During the early 1960s Bertony worked on the construction of the Sydney Opera House. The building's design with a number of large "sails" made up of 22,194 pre-cast concrete segments proved challenging to construct. The segments were to be fixed in position with epoxy resin and Bertony determined that a temporary steel "erection arch" falsework would be required to support the structure in the temporary condition. Bertony settled on a mobile telescopic truss system and completed the 30,000 necessary calculations by hand in six months. The structure, which had no flat elements, was complex, and the margin of error required was 0.5 in.

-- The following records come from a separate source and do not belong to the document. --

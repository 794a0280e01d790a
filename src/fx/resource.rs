//! Named resources and their property bags.
//!
//! Every object in the effect graph has a name and a typed property bag.
//! Well-known keys are answered by the object itself and are read-only;
//! [`PropertyKey::Custom`] keys are stored in a map-backed [`PropertyBag`]
//! that hosts may use for ad hoc data.

use std::collections::HashMap;
use std::sync::Arc;

use parking_lot::RwLock;

use crate::error::{FxError, FxResult};

use super::{Effect, Parameter, Pass, Technique, Texture};

/// Key of a resource property.
#[derive(Debug, Clone, PartialEq, Eq, Hash)]
pub enum PropertyKey {
    Name,
    /// Parameter kind or texture dimensionality.
    Type,
    Width,
    Height,
    Depth,
    Format,
    MipLevels,
    /// Number of children (techniques of an effect, passes of a technique).
    Count,
    Custom(String),
}

impl PropertyKey {
    pub fn custom(name: impl Into<String>) -> Self {
        Self::Custom(name.into())
    }
}

/// Value of a resource property.
#[derive(Debug, Clone, PartialEq)]
pub enum PropertyValue {
    Bool(bool),
    Int(i64),
    Float(f32),
    String(String),
}

impl From<bool> for PropertyValue {
    fn from(value: bool) -> Self {
        Self::Bool(value)
    }
}

impl From<i64> for PropertyValue {
    fn from(value: i64) -> Self {
        Self::Int(value)
    }
}

impl From<f32> for PropertyValue {
    fn from(value: f32) -> Self {
        Self::Float(value)
    }
}

impl From<&str> for PropertyValue {
    fn from(value: &str) -> Self {
        Self::String(value.to_string())
    }
}

impl From<String> for PropertyValue {
    fn from(value: String) -> Self {
        Self::String(value)
    }
}

/// Map-backed store for custom properties.
#[derive(Debug, Default)]
pub struct PropertyBag {
    entries: RwLock<HashMap<String, PropertyValue>>,
}

impl PropertyBag {
    pub fn new() -> Self {
        Self::default()
    }

    pub fn get(&self, name: &str) -> Option<PropertyValue> {
        self.entries.read().get(name).cloned()
    }

    /// Store a value, returning the previous one.
    pub fn set(&self, name: impl Into<String>, value: PropertyValue) -> Option<PropertyValue> {
        self.entries.write().insert(name.into(), value)
    }

    pub fn remove(&self, name: &str) -> Option<PropertyValue> {
        self.entries.write().remove(name)
    }

    pub fn len(&self) -> usize {
        self.entries.read().len()
    }

    pub fn is_empty(&self) -> bool {
        self.entries.read().is_empty()
    }
}

/// Kind of a resource in the effect graph.
#[derive(Debug, Clone, Copy, PartialEq, Eq, Hash)]
pub enum ResourceKind {
    Parameter,
    Texture,
    Effect,
    Technique,
    Pass,
}

/// Capabilities shared by every named resource.
pub trait Resource {
    fn name(&self) -> &str;

    fn kind(&self) -> ResourceKind;

    /// Store for custom properties.
    fn properties(&self) -> &PropertyBag;

    /// Answer a well-known key. Returns `None` for keys this resource does not know.
    fn builtin_property(&self, key: &PropertyKey) -> Option<PropertyValue> {
        match key {
            PropertyKey::Name => Some(PropertyValue::String(self.name().to_string())),
            _ => None,
        }
    }

    fn property(&self, key: &PropertyKey) -> Option<PropertyValue> {
        match key {
            PropertyKey::Custom(name) => self.properties().get(name),
            builtin => self.builtin_property(builtin),
        }
    }

    /// Set a custom property. Well-known keys are read-only.
    fn set_property(&self, key: PropertyKey, value: PropertyValue) -> FxResult<()> {
        match key {
            PropertyKey::Custom(name) => {
                self.properties().set(name, value);
                Ok(())
            }
            builtin => Err(FxError::InvalidCall(format!(
                "property {builtin:?} of '{}' is read-only",
                self.name()
            ))),
        }
    }
}

/// Any resource of the effect graph.
#[derive(Debug, Clone)]
pub enum ResourceRef {
    Parameter(Arc<Parameter>),
    Texture(Arc<Texture>),
    Effect(Arc<Effect>),
    Technique(Arc<Technique>),
    Pass(Arc<Pass>),
}

impl ResourceRef {
    pub fn as_resource(&self) -> &dyn Resource {
        match self {
            Self::Parameter(p) => p.as_ref(),
            Self::Texture(t) => t.as_ref(),
            Self::Effect(e) => e.as_ref(),
            Self::Technique(t) => t.as_ref(),
            Self::Pass(p) => p.as_ref(),
        }
    }

    pub fn name(&self) -> &str {
        self.as_resource().name()
    }

    pub fn kind(&self) -> ResourceKind {
        self.as_resource().kind()
    }
}

#[cfg(test)]
mod tests {
    use super::*;

    struct Plain {
        properties: PropertyBag,
    }

    impl Resource for Plain {
        fn name(&self) -> &str {
            "plain"
        }

        fn kind(&self) -> ResourceKind {
            ResourceKind::Texture
        }

        fn properties(&self) -> &PropertyBag {
            &self.properties
        }
    }

    #[test]
    fn test_custom_properties() {
        let plain = Plain {
            properties: PropertyBag::new(),
        };
        assert!(plain.property(&PropertyKey::custom("scale")).is_none());

        plain
            .set_property(PropertyKey::custom("scale"), 2.0f32.into())
            .unwrap();
        assert_eq!(
            plain.property(&PropertyKey::custom("scale")),
            Some(PropertyValue::Float(2.0))
        );
        assert_eq!(plain.properties().len(), 1);
    }

    #[test]
    fn test_builtin_keys_are_read_only() {
        let plain = Plain {
            properties: PropertyBag::new(),
        };
        assert_eq!(
            plain.property(&PropertyKey::Name),
            Some(PropertyValue::String("plain".to_string()))
        );
        assert!(matches!(
            plain.set_property(PropertyKey::Name, "other".into()),
            Err(FxError::InvalidCall(_))
        ));
        assert!(plain.property(&PropertyKey::Width).is_none());
    }

    #[test]
    fn test_bag_remove() {
        let bag = PropertyBag::new();
        assert!(bag.is_empty());
        bag.set("a", true.into());
        assert_eq!(bag.set("a", false.into()), Some(PropertyValue::Bool(true)));
        assert_eq!(bag.remove("a"), Some(PropertyValue::Bool(false)));
        assert!(bag.is_empty());
    }
}
use thiserror::Error;

/// Errors raised while resolving effect and texture files.
#[derive(Debug, Error)]
pub enum VfsError {
    /// No mounted source has the path.
    #[error("not found: {0}")]
    NotFound(String),

    #[error("IO error: {0}")]
    Io(#[source] std::io::Error),

    /// Empty paths and paths escaping their root with `..`.
    #[error("invalid path: {0}")]
    InvalidPath(String),
}

impl From<std::io::Error> for VfsError {
    fn from(err: std::io::Error) -> Self {
        if err.kind() == std::io::ErrorKind::NotFound {
            VfsError::NotFound(err.to_string())
        } else {
            VfsError::Io(err)
        }
    }
}
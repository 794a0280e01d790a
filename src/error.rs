//! Error types for the effect engine.

use thiserror::Error;

use crate::backend::BackendError;
use crate::vfs::VfsError;

/// Result code returned by every fallible engine operation.
#[derive(Error, Debug, Clone, PartialEq, Eq)]
pub enum FxError {
    /// A null, malformed, mistyped or out-of-range argument.
    #[error("invalid parameters: {0}")]
    InvalidParams(String),
    /// The operation was invoked outside of its required state.
    #[error("invalid call: {0}")]
    InvalidCall(String),
    /// The native graphics collaborator rejected the operation.
    #[error("graphics API error: {0}")]
    ApiError(String),
    /// A name lookup missed.
    #[error("not found: {0}")]
    NotFound(String),
}

pub type FxResult<T> = Result<T, FxError>;

impl From<BackendError> for FxError {
    fn from(err: BackendError) -> Self {
        FxError::ApiError(err.to_string())
    }
}

impl From<VfsError> for FxError {
    fn from(err: VfsError) -> Self {
        match err {
            VfsError::NotFound(path) => FxError::NotFound(path),
            VfsError::InvalidPath(reason) => FxError::InvalidParams(reason),
            other => FxError::ApiError(other.to_string()),
        }
    }
}
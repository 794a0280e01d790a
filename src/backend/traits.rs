//! Native backend abstraction traits
//!
//! These traits are the seam between the effect engine and the native shader
//! compiler / graphics device. The engine never talks to a graphics API
//! directly; everything it needs goes through [`EffectBackend`] and the
//! [`NativeEffect`] objects it compiles.

use thiserror::Error;

use crate::backend::types::*;

/// Backend error type
#[derive(Error, Debug, Clone, PartialEq, Eq)]
pub enum BackendError {
    #[error("effect compilation failed with {} diagnostic(s)", diagnostics.len())]
    CompilationFailed { diagnostics: Vec<String> },
    #[error("Failed to create texture: {0}")]
    TextureCreationFailed(String),
    #[error("Invalid handle: {0:?}")]
    InvalidHandle(NativeHandle),
    #[error("Invalid call: {0}")]
    InvalidCall(String),
    #[error("Type mismatch: expected {expected}, got {actual}")]
    TypeMismatch {
        expected: &'static str,
        actual: &'static str,
    },
    #[error("Device lost")]
    DeviceLost,
}

pub type BackendResult<T> = Result<T, BackendError>;

/// Opaque handle to a parameter, technique or pass inside a compiled effect
#[derive(Debug, Clone, Copy, PartialEq, Eq, Hash)]
pub struct NativeHandle(pub u64);

/// Handle to a native texture
#[derive(Debug, Clone, Copy, PartialEq, Eq, Hash, PartialOrd, Ord)]
pub struct TextureHandle(pub u64);

/// A native graphics device able to compile effects and allocate textures.
pub trait EffectBackend: Send + Sync {
    /// Human readable backend name.
    fn name(&self) -> &str;

    /// Compile effect source text against this device.
    ///
    /// Source is treated as single-byte text.
    fn compile_effect(
        &self,
        source: &str,
        flags: CompileFlags,
    ) -> BackendResult<Box<dyn NativeEffect>>;

    /// Allocate a texture.
    fn create_texture(&self, desc: &TextureDescriptor) -> BackendResult<TextureHandle>;

    /// Upload texel data into the top mip level.
    fn write_texture(&self, texture: TextureHandle, data: &[u8]) -> BackendResult<()>;

    /// Release a texture.
    fn destroy_texture(&self, texture: TextureHandle);

    /// Bind a render target slot; `None` selects the back buffer.
    fn set_render_target(&self, slot: usize, texture: Option<TextureHandle>) -> BackendResult<()>;

    /// Capture the current render state.
    fn capture_state(&self) -> RenderState;

    /// Overwrite the current render state.
    fn apply_state(&self, state: &RenderState);

    /// Size of the host's back buffer, if known.
    fn backbuffer_size(&self) -> Option<(u32, u32)>;
}

/// A compiled effect program and its reflection data.
pub trait NativeEffect: Send + Sync {
    /// Parameter and technique counts.
    fn describe(&self) -> EffectDesc;

    fn parameter(&self, index: u32) -> Option<NativeHandle>;

    fn parameter_desc(&self, parameter: NativeHandle) -> Option<NativeParameterDesc>;

    fn technique(&self, index: u32) -> Option<NativeHandle>;

    fn technique_desc(&self, technique: NativeHandle) -> Option<TechniqueDesc>;

    fn pass(&self, technique: NativeHandle, index: u32) -> Option<NativeHandle>;

    fn pass_desc(&self, pass: NativeHandle) -> Option<PassDesc>;

    /// Check that a technique can run on the current hardware.
    fn validate_technique(&self, technique: NativeHandle) -> bool;

    /// Look up an annotation on a parameter, technique or pass.
    fn annotation(&self, handle: NativeHandle, name: &str) -> Option<AnnotationValue>;

    /// Select the technique used by the next [`NativeEffect::begin`].
    fn set_technique(&self, technique: NativeHandle) -> BackendResult<()>;

    /// Begin the effect with the given technique. Returns its pass count.
    fn begin(&self, technique: NativeHandle) -> BackendResult<u32>;

    fn end(&self) -> BackendResult<()>;

    fn begin_pass(&self, technique: NativeHandle, index: u32) -> BackendResult<()>;

    fn end_pass(&self) -> BackendResult<()>;

    fn get_value(&self, parameter: NativeHandle) -> BackendResult<NativeValue>;

    fn set_value(&self, parameter: NativeHandle, value: &NativeValue) -> BackendResult<()>;
}
impl EffectBackend for DummyBackend {
    fn name(&self) -> &str {
        "Dummy Backend"
    }

    fn compile_effect(
        &self,
        source: &str,
        flags: CompileFlags,
    ) -> BackendResult<Box<dyn NativeEffect>> {
        let parsed = parser::parse_effect(source)
            .map_err(|diagnostics| BackendError::CompilationFailed { diagnostics })?;

        log::trace!(
            "DummyBackend: compiled effect with {} parameter(s), {} technique(s)",
            parsed.parameters.len(),
            parsed.techniques.len()
        );

        Ok(Box::new(DummyEffect::new(
            parsed,
            Arc::clone(&self.device),
            flags,
            self.shader_model,
        )))
    }

    fn create_texture(&self, desc: &TextureDescriptor) -> BackendResult<TextureHandle> {
        if desc.size.width == 0 || desc.size.height == 0 || desc.size.depth == 0 {
            return Err(BackendError::TextureCreationFailed(format!(
                "{:?}: dimensions cannot be zero",
                desc.label
            )));
        }
        if desc.mip_levels == 0 || desc.mip_levels > desc.size.full_mip_levels() {
            return Err(BackendError::TextureCreationFailed(format!(
                "{:?}: invalid mip level count {}",
                desc.label, desc.mip_levels
            )));
        }
        if desc.kind == TextureKind::Cube && desc.size.width != desc.size.height {
            return Err(BackendError::TextureCreationFailed(format!(
                "{:?}: cube faces must be square",
                desc.label
            )));
        }

        let handle = TextureHandle(self.device.next_texture.fetch_add(1, Ordering::Relaxed) + 1);
        self.device.textures.lock().insert(
            handle,
            DummyTexture {
                descriptor: desc.clone(),
                uploaded_bytes: 0,
            },
        );

        log::trace!(
            "DummyBackend: creating texture {:?} ({}x{}x{})",
            desc.label,
            desc.size.width,
            desc.size.height,
            desc.size.depth
        );
        Ok(handle)
    }

    fn write_texture(&self, texture: TextureHandle, data: &[u8]) -> BackendResult<()> {
        let mut textures = self.device.textures.lock();
        let entry = textures
            .get_mut(&texture)
            .ok_or_else(|| BackendError::InvalidCall(format!("unknown texture {texture:?}")))?;

        let desc = &entry.descriptor;
        let layers = match desc.kind {
            TextureKind::D2 => 1,
            TextureKind::Cube => 6,
            TextureKind::Volume => desc.size.depth,
        };
        let expected = [desc.size.height, layers, desc.format.bytes_per_pixel()]
            .into_iter()
            .try_fold(desc.size.width as usize, |total, factor| {
                total.checked_mul(factor as usize)
            })
            .ok_or_else(|| {
                BackendError::InvalidCall(format!("texture {texture:?} is too large to upload"))
            })?;
        if data.len() != expected {
            return Err(BackendError::InvalidCall(format!(
                "texture {texture:?} expects {expected} bytes, got {}",
                data.len()
            )));
        }

        log::trace!("DummyBackend: write_texture {:?} len={}", texture, data.len());
        entry.uploaded_bytes = data.len();
        Ok(())
    }

    fn destroy_texture(&self, texture: TextureHandle) {
        log::trace!("DummyBackend: destroying texture {:?}", texture);
        self.device.textures.lock().remove(&texture);
        let mut state = self.device.render_state.lock();
        for target in state.targets.iter_mut() {
            if *target == Some(texture) {
                *target = None;
            }
        }
    }

    fn set_render_target(&self, slot: usize, texture: Option<TextureHandle>) -> BackendResult<()> {
        if slot >= MAX_RENDER_TARGETS {
            return Err(BackendError::InvalidCall(format!(
                "render target slot {slot} out of range"
            )));
        }
        if let Some(handle) = texture {
            let textures = self.device.textures.lock();
            let entry = textures
                .get(&handle)
                .ok_or_else(|| BackendError::InvalidCall(format!("unknown texture {handle:?}")))?;
            if !entry.descriptor.is_render_target() {
                return Err(BackendError::InvalidCall(format!(
                    "texture {:?} is not a render target",
                    entry.descriptor.label
                )));
            }
        }
        self.device.render_state.lock().targets[slot] = texture;
        Ok(())
    }

    fn capture_state(&self) -> RenderState {
        self.device.render_state.lock().clone()
    }

    fn apply_state(&self, state: &RenderState) {
        *self.device.render_state.lock() = state.clone();
    }

    fn backbuffer_size(&self) -> Option<(u32, u32)> {
        self.backbuffer
    }
}

/// What a [`NativeHandle`] issued by a [`DummyEffect`] refers to.
#[derive(Debug, Clone, Copy, PartialEq, Eq)]
enum HandleTarget {
    Parameter(usize),
    Technique(usize),
    Pass(usize, usize),
}

#[derive(Debug, Default)]
struct ExecutionState {
    values: Vec<NativeValue>,
    current_technique: Option<usize>,
    begun: Option<usize>,
    active_pass: Option<(usize, usize)>,
}

/// Effect compiled by the [`DummyBackend`].
#[derive(Debug)]
pub struct DummyEffect {
    source: ParsedEffect,
    device: Arc<DeviceState>,
    flags: CompileFlags,
    shader_model: i32,
    execution: Mutex<ExecutionState>,
}

impl DummyEffect {
    fn new(
        source: ParsedEffect,
        device: Arc<DeviceState>,
        flags: CompileFlags,
        shader_model: i32,
    ) -> Self {
        let values = source.parameters.iter().map(|p| p.initial.clone()).collect();
        let current_technique = if source.techniques.is_empty() {
            None
        } else {
            Some(0)
        };
        Self {
            source,
            device,
            flags,
            shader_model,
            execution: Mutex::new(ExecutionState {
                values,
                current_technique,
                ..Default::default()
            }),
        }
    }

    fn decode(&self, handle: NativeHandle) -> Option<HandleTarget> {
        let tag = handle.0 >> TAG_SHIFT;
        let payload = handle.0 & ((1 << TAG_SHIFT) - 1);
        let target = match tag {
            TAG_PARAMETER => HandleTarget::Parameter(payload as usize),
            TAG_TECHNIQUE => HandleTarget::Technique(payload as usize),
            TAG_PASS => HandleTarget::Pass((payload >> 16) as usize, (payload & 0xFFFF) as usize),
            _ => return None,
        };
        // Reject handles that point past the reflected data
        let valid = match target {
            HandleTarget::Parameter(i) => i < self.source.parameters.len(),
            HandleTarget::Technique(t) => t < self.source.techniques.len(),
            HandleTarget::Pass(t, p) => self
                .source
                .techniques
                .get(t)
                .is_some_and(|tech| p < tech.passes.len()),
        };
        valid.then_some(target)
    }

    fn technique_index(&self, handle: NativeHandle) -> BackendResult<usize> {
        match self.decode(handle) {
            Some(HandleTarget::Technique(t)) => Ok(t),
            _ => Err(BackendError::InvalidHandle(handle)),
        }
    }

    fn parameter_index(&self, handle: NativeHandle) -> BackendResult<usize> {
        match self.decode(handle) {
            Some(HandleTarget::Parameter(i)) => Ok(i),
            _ => Err(BackendError::InvalidHandle(handle)),
        }
    }

    fn pass_source(&self, technique: usize, pass: usize) -> Option<&ParsedPass> {
        self.source
            .techniques
            .get(technique)
            .and_then(|t| t.passes.get(pass))
    }

    fn technique_source(&self, technique: usize) -> Option<&ParsedTechnique> {
        self.source.techniques.get(technique)
    }
}

fn find_annotation(
    annotations: &[(String, AnnotationValue)],
    name: &str,
) -> Option<AnnotationValue> {
    annotations
        .iter()
        .find(|(key, _)| key == name)
        .map(|(_, value)| value.clone())
}

impl NativeEffect for DummyEffect {
    fn describe(&self) -> EffectDesc {
        EffectDesc {
            parameters: self.source.parameters.len() as u32,
            techniques: self.source.techniques.len() as u32,
        }
    }

    fn parameter(&self, index: u32) -> Option<NativeHandle> {
        ((index as usize) < self.source.parameters.len())
            .then(|| NativeHandle((TAG_PARAMETER << TAG_SHIFT) | index as u64))
    }

    fn parameter_desc(&self, parameter: NativeHandle) -> Option<NativeParameterDesc> {
        let index = self.parameter_index(parameter).ok()?;
        let source = &self.source.parameters[index];
        Some(NativeParameterDesc {
            name: source.name.clone(),
            desc: source.desc,
        })
    }

    fn technique(&self, index: u32) -> Option<NativeHandle> {
        ((index as usize) < self.source.techniques.len())
            .then(|| NativeHandle((TAG_TECHNIQUE << TAG_SHIFT) | index as u64))
    }

    fn technique_desc(&self, technique: NativeHandle) -> Option<TechniqueDesc> {
        let index = self.technique_index(technique).ok()?;
        let source = self.technique_source(index)?;
        Some(TechniqueDesc {
            name: source.name.clone(),
            passes: source.passes.len() as u32,
        })
    }

    fn pass(&self, technique: NativeHandle, index: u32) -> Option<NativeHandle> {
        let t = self.technique_index(technique).ok()?;
        self.pass_source(t, index as usize)?;
        Some(NativeHandle(
            (TAG_PASS << TAG_SHIFT) | ((t as u64) << 16) | index as u64,
        ))
    }

    fn pass_desc(&self, pass: NativeHandle) -> Option<PassDesc> {
        let Some(HandleTarget::Pass(t, p)) = self.decode(pass) else {
            return None;
        };
        let source = self.pass_source(t, p)?;
        let shader = |stage: u64| {
            NativeHandle((TAG_SHADER << TAG_SHIFT) | ((t as u64) << 17) | ((p as u64) << 1) | stage)
        };
        Some(PassDesc {
            name: source.name.clone(),
            vertex_shader: source.vertex_shader.then(|| shader(0)),
            pixel_shader: source.pixel_shader.then(|| shader(1)),
        })
    }

    fn validate_technique(&self, technique: NativeHandle) -> bool {
        let Ok(index) = self.technique_index(technique) else {
            return false;
        };
        if self.flags.contains(CompileFlags::SKIP_VALIDATION) {
            return true;
        }
        let required = self
            .technique_source(index)
            .and_then(|t| find_annotation(&t.annotations, "shader_model"))
            .and_then(|value| value.as_int())
            .unwrap_or(0);
        required <= self.shader_model
    }

    fn annotation(&self, handle: NativeHandle, name: &str) -> Option<AnnotationValue> {
        let annotations = match self.decode(handle)? {
            HandleTarget::Parameter(i) => &self.source.parameters[i].annotations,
            HandleTarget::Technique(t) => &self.technique_source(t)?.annotations,
            HandleTarget::Pass(t, p) => &self.pass_source(t, p)?.annotations,
        };
        find_annotation(annotations, name)
    }

    fn set_technique(&self, technique: NativeHandle) -> BackendResult<()> {
        let index = self.technique_index(technique)?;
        self.execution.lock().current_technique = Some(index);
        Ok(())
    }

    fn begin(&self, technique: NativeHandle) -> BackendResult<u32> {
        let index = self.technique_index(technique)?;
        let mut execution = self.execution.lock();
        if execution.begun.is_some() {
            return Err(BackendError::InvalidCall("effect already begun".to_string()));
        }
        execution.begun = Some(index);
        execution.current_technique = Some(index);
        Ok(self.source.techniques[index].passes.len() as u32)
    }

    fn end(&self) -> BackendResult<()> {
        let mut execution = self.execution.lock();
        if execution.begun.is_none() {
            return Err(BackendError::InvalidCall("effect not begun".to_string()));
        }
        if execution.active_pass.is_some() {
            return Err(BackendError::InvalidCall("a pass is still active".to_string()));
        }
        execution.begun = None;
        Ok(())
    }

    fn begin_pass(&self, technique: NativeHandle, index: u32) -> BackendResult<()> {
        let t = self.technique_index(technique)?;
        let pass = self
            .pass_source(t, index as usize)
            .ok_or_else(|| BackendError::InvalidCall(format!("pass {index} out of range")))?;

        let mut execution = self.execution.lock();
        if execution.begun.is_none() {
            return Err(BackendError::InvalidCall("effect not begun".to_string()));
        }
        if execution.active_pass.is_some() {
            return Err(BackendError::InvalidCall("a pass is already active".to_string()));
        }

        let mut state = self.device.render_state.lock();
        for (name, value) in &pass.states {
            state.states.insert(name.clone(), *value);
        }
        execution.active_pass = Some((t, index as usize));
        Ok(())
    }

    fn end_pass(&self) -> BackendResult<()> {
        let mut execution = self.execution.lock();
        if execution.active_pass.take().is_none() {
            return Err(BackendError::InvalidCall("no active pass".to_string()));
        }
        Ok(())
    }

    fn get_value(&self, parameter: NativeHandle) -> BackendResult<NativeValue> {
        let index = self.parameter_index(parameter)?;
        Ok(self.execution.lock().values[index].clone())
    }

    fn set_value(&self, parameter: NativeHandle, value: &NativeValue) -> BackendResult<()> {
        let index = self.parameter_index(parameter)?;
        let expected = self.source.parameters[index].desc.kind;
        if value.kind() != expected {
            return Err(BackendError::TypeMismatch {
                expected: expected.name(),
                actual: value.kind().name(),
            });
        }
        self.execution.lock().values[index] = value.clone();
        Ok(())
    }
}
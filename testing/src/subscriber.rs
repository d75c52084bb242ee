//! Synchronous stream observer for tests.

use futures::FutureExt;
use futures::stream::{Stream, StreamExt};
use std::fmt;
use std::pin::Pin;

type Subscription<T> = Pin<Box<dyn Stream<Item = T> + Send>>;

/// Records what a stream delivers, polling it without an executor.
///
/// Every query first drains whatever the stream has ready, so assertions made
/// right after a simulated phase change see its effect.
///
/// # Example
///
/// ```
/// use futures::stream;
/// use lifebind_testing::TestSubscriber;
///
/// let mut subscriber = TestSubscriber::subscribe(stream::iter([1, 2]));
/// subscriber.assert_values(&[1, 2]).assert_complete();
/// ```
pub struct TestSubscriber<T> {
    stream: Option<Subscription<T>>,
    values: Vec<T>,
}

impl<T> TestSubscriber<T> {
    /// Start observing `stream`.
    pub fn subscribe<S>(stream: S) -> Self
    where
        S: Stream<Item = T> + Send + 'static,
    {
        let mut subscriber = Self {
            stream: Some(Box::pin(stream)),
            values: Vec::new(),
        };
        subscriber.poll_ready();
        subscriber
    }

    /// Pull every item the stream has ready.
    pub fn poll_ready(&mut self) {
        while let Some(stream) = self.stream.as_mut() {
            let next = stream.next().now_or_never();
            match next {
                Some(Some(value)) => self.values.push(value),
                Some(None) => self.stream = None,
                None => break,
            }
        }
    }

    /// Items received so far.
    pub fn values(&mut self) -> &[T] {
        self.poll_ready();
        &self.values
    }

    /// Whether the stream has completed.
    pub fn is_complete(&mut self) -> bool {
        self.poll_ready();
        self.stream.is_none()
    }

    /// Drop the stream before it completes, as an early unsubscribe.
    pub fn cancel(&mut self) {
        self.stream = None;
    }

    /// Assert the stream has completed.
    ///
    /// # Panics
    ///
    /// Panics if the stream is still open.
    #[track_caller]
    pub fn assert_complete(&mut self) -> &mut Self {
        assert!(self.is_complete(), "expected stream to be complete");
        self
    }

    /// Assert the stream is still open.
    ///
    /// # Panics
    ///
    /// Panics if the stream has completed.
    #[track_caller]
    pub fn assert_not_complete(&mut self) -> &mut Self {
        assert!(!self.is_complete(), "expected stream to still be open");
        self
    }
}

impl<T: PartialEq + fmt::Debug> TestSubscriber<T> {
    /// Assert exactly these items were received, in order.
    ///
    /// # Panics
    ///
    /// Panics on any mismatch.
    #[track_caller]
    pub fn assert_values(&mut self, expected: &[T]) -> &mut Self {
        self.poll_ready();
        assert_eq!(self.values, expected, "unexpected stream values");
        self
    }

    /// Assert nothing was received.
    ///
    /// # Panics
    ///
    /// Panics if any item was received.
    #[track_caller]
    pub fn assert_no_values(&mut self) -> &mut Self {
        self.assert_values(&[])
    }
}

impl<T: fmt::Debug> fmt::Debug for TestSubscriber<T> {
    fn fmt(&self, f: &mut fmt::Formatter<'_>) -> fmt::Result {
        f.debug_struct("TestSubscriber")
            .field("values", &self.values)
            .field("complete", &self.stream.is_none())
            .finish()
    }
}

The calculations had to be checked for safety, and this was carried out by computer. The only machine in the country powerful enough to do so was the IBM 7090 at the Long Range Weapons Establishment at Woomera. This was only available during night time for one week in every month. One of Bertony's colleagues, David Evans, operated the computer and reported that no errors were found in Bertony's calculations. Evans later stated that Bertony's work had greatly helped the construction programme and claimed that "it would have taken many minds and many rounds of trial and error, and a much longer time and a much bigger budget, to get those ribs in the air if Joe hadn't been there". Sydney Opera House chief executive Louise Herron also stated "Bertony was a genius. Without him, the spectacular sails might never have become a reality".

== Later life ==
After the Opera House, Bertony worked on other projects in Sydney including the Roseville Bridge in the Middle Harbour and the Pheasant's Nest Bridge over the Nepean River. Bertony donated the calculation sheets from his time on the Opera House to the Museum of Applied Arts and Sciences, and they are now held as part of the Powerhouse Museum collection. Bertony later ran calculations to prove that an earlier, more ambitious model for the opera house, one which had flatter concrete sails, had also been technically possible. In the 1990s he worked with a Scottish company to design a vertical axis wind turbine design and at the time of his death was working on a Scottish wind farm scheme.

== Personal life ==
Bertony's wife was a pianist and physiotherapist at Hornibrook. They had no children and she died in 2016. Bertony was a lover of French food and dined out regularly in Sydney's restaurants. He also held a keen interest in electric vehicles and helped to mentor young engineers. Bertony died at his home in Sydney on 7 April 2019.